DENVER (KDVR) — Front Range counties might vary in their political will to make the kind of decision Douglas County did, but statistically they are fairly similar.
Douglas County jumped off the COVID bus yesterday when its commissioners decided to part with the tri-county health commission – effectively declaring a county-wide end to the global pandemic restrictions.
The residents of Colorado’s 64 other counties may be wondering if or when their own counties might make a similar decision, since Gov. Jared Polis announced counties will be able to make their own restrictions decisions.
In short, the answer is a toss-up according to the three measurements the state COVID dial uses to set restriction levels – one-week incidence rate, one-week positivity rate and consecutive days of stable hospitalizations.
As far as the overall dial restrictions go, Douglas County is in the same Level Yellow category as every other Denver metro county except Arapahoe County.

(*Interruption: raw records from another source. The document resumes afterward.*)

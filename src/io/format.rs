use std::fmt;

/// Supported data formats for snapshot input and payload output.
#[derive(Debug, Clone, Copy, PartialEq, Eq, Default)]
pub enum DocumentFormat {
    #[default]
    Json,
    #[cfg(feature = "yaml")]
    Yaml,
    #[cfg(feature = "toml")]
    Toml,
}

impl DocumentFormat {
    /// Every format compiled into this build.
    pub fn available_formats() -> Vec<DocumentFormat> {
        vec![
            DocumentFormat::Json,
            #[cfg(feature = "yaml")]
            DocumentFormat::Yaml,
            #[cfg(feature = "toml")]
            DocumentFormat::Toml,
        ]
    }

    /// Format implied by a file extension, when that format is compiled in.
    pub fn from_extension(extension: &str) -> Option<Self> {
        match extension.to_ascii_lowercase().as_str() {
            "json" => Some(DocumentFormat::Json),
            #[cfg(feature = "yaml")]
            "yaml" | "yml" => Some(DocumentFormat::Yaml),
            #[cfg(feature = "toml")]
            "toml" => Some(DocumentFormat::Toml),
            _ => None,
        }
    }
}

impl fmt::Display for DocumentFormat {
    fn fmt(&self, f: &mut fmt::Formatter<'_>) -> fmt::Result {
        match self {
            DocumentFormat::Json => write!(f, "json"),
            #[cfg(feature = "yaml")]
            DocumentFormat::Yaml => write!(f, "yaml"),
            #[cfg(feature = "toml")]
            DocumentFormat::Toml => write!(f, "toml"),
        }
    }
}
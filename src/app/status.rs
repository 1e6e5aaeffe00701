#[derive(Debug, Clone)]
pub struct StatusLine {
    message: String,
}

pub const READY_STATUS: &str = "All changes saved.";

impl Default for StatusLine {
    fn default() -> Self {
        Self {
            message: READY_STATUS.to_string(),
        }
    }
}

impl StatusLine {
    pub fn new() -> Self {
        Self::default()
    }

    pub fn pending(&mut self) {
        self.message = "Unsaved changes".to_string();
    }

    pub fn saving(&mut self, sequence: u64) {
        self.message = format!("Saving (#{sequence})…");
    }

    pub fn saved(&mut self, assigned: usize) {
        self.message = if assigned == 0 {
            READY_STATUS.to_string()
        } else {
            format!("Saved; {assigned} new question(s) stored")
        };
    }

    pub fn rejected(&mut self, status: u16) {
        self.message = format!("Save rejected by the server (status {status})");
    }

    pub fn save_failed(&mut self, reason: &str) {
        self.message = format!("Save failed: {reason}");
    }

    pub fn issues_remaining(&mut self, count: usize) {
        self.message = format!("{count} question(s) need attention");
    }

    pub fn message(&self) -> &str {
        &self.message
    }
}
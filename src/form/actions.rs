use serde::{Deserialize, Serialize};

use crate::catalog::LoadRequest;
use crate::domain::{OptionsSource, QuestionType};

/// A user interaction routed to the card that owns it.
#[derive(Debug, Clone, PartialEq, Serialize, Deserialize)]
#[serde(tag = "event", rename_all = "snake_case")]
pub enum CardEvent {
    TypeChanged { question_type: Option<QuestionType> },
    OriginChanged { source: OptionsSource },
    LabelEdited { text: String },
    HelpEdited { text: String },
    RequiredToggled { on: bool },
    OptionEdited { edit: OptionEdit },
    UploadConfigChanged { edit: UploadEdit },
    ExternalStageChanged { selection: StageSelection },
}

/// Edits to the rows of the options panel.
#[derive(Debug, Clone, PartialEq, Eq, Serialize, Deserialize)]
#[serde(tag = "op", rename_all = "snake_case")]
pub enum OptionEdit {
    /// Appends an empty row.
    Add,
    Set { index: usize, text: String },
    Remove { index: usize },
}

#[derive(Debug, Clone, PartialEq, Eq, Serialize, Deserialize)]
#[serde(tag = "op", rename_all = "snake_case")]
pub enum UploadEdit {
    RestrictToggled { on: bool },
    CategoryToggled { name: String, checked: bool },
    MaxFiles { raw: String },
    MaxSizeMb { raw: String },
}

/// A change to one selector of the external-catalog cascade.
#[derive(Debug, Clone, PartialEq, Eq, Serialize, Deserialize)]
#[serde(tag = "stage", rename_all = "snake_case")]
pub enum StageSelection {
    Connection { id: Option<i64> },
    Query { id: Option<i64> },
    ValueField { column: Option<String> },
    LabelField { column: Option<String> },
}

/// How urgently a change has to reach the server.
#[derive(Debug, Clone, Copy, PartialEq, Eq, PartialOrd, Ord)]
pub enum SaveMode {
    /// Coalesced with other edits inside the debounce window.
    Debounced,
    /// Saved right away.
    Immediate,
}

/// What the builder has to do after a card handled an event.
#[derive(Debug, Clone, Default, PartialEq, Eq)]
pub struct CardOutcome {
    pub save: Option<SaveMode>,
    pub loads: Vec<LoadRequest>,
}

impl CardOutcome {
    pub fn none() -> Self {
        Self::default()
    }

    pub fn debounced() -> Self {
        Self {
            save: Some(SaveMode::Debounced),
            loads: Vec::new(),
        }
    }

    pub fn immediate() -> Self {
        Self {
            save: Some(SaveMode::Immediate),
            loads: Vec::new(),
        }
    }

    pub fn with_loads(mut self, loads: Vec<LoadRequest>) -> Self {
        self.loads.extend(loads);
        self
    }
}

Douglas County does not stand out as the worst or best Front Range county when Data Desk digs deeper, either.
In some areas, Douglas County’s numbers are worse than most. More Douglas County residents appear to be getting COVID per capita than other Denver metro counties.
One-week incidence measures the number of cases per 100,000 in a given area. Douglas County’s incidence rate is 234.1 cases per 100,000. This is the sixth highest in the state and highest in the ten Denver metro counties.
The same theme shows up in other metrics.
Across the state, over two-thirds of counties have Level Blue or Level Green positivity rates. Only Front Range counties and a handful of other scattered around the state have levels Yellow, Orange or Red.
Positivity rate, the second COVID Dial metric, measures the percentage of tests that come back positive. Douglas County has the third-highest positivity rate in the Denver metro counties at 7.8%.
In other ways, though, Douglas County’s numbers are better than the majority of the Denver metro.
The third COVID dial metrics rates counties on the number of days they have gone with stable or decreasing hospitalizations. The higher the number of days, the better.
However many people are getting COVID, fewer are ending up hospitalized in Douglas County than other counties. In this metric, Douglas County is the fourth-best in the Denver metro, with nine consecutive days of decreasing or stable hospitalizations.
Douglas County’s numbers are near enough to the other Front Range counties’, in any case, to make these ratings general.
Whether better or worse, Douglas County’s relative ranking in the Denver metro dial levels will shift. Each of the three metrics used in restrictions determinations is subject to change up or down with only a few days’ worth of new information.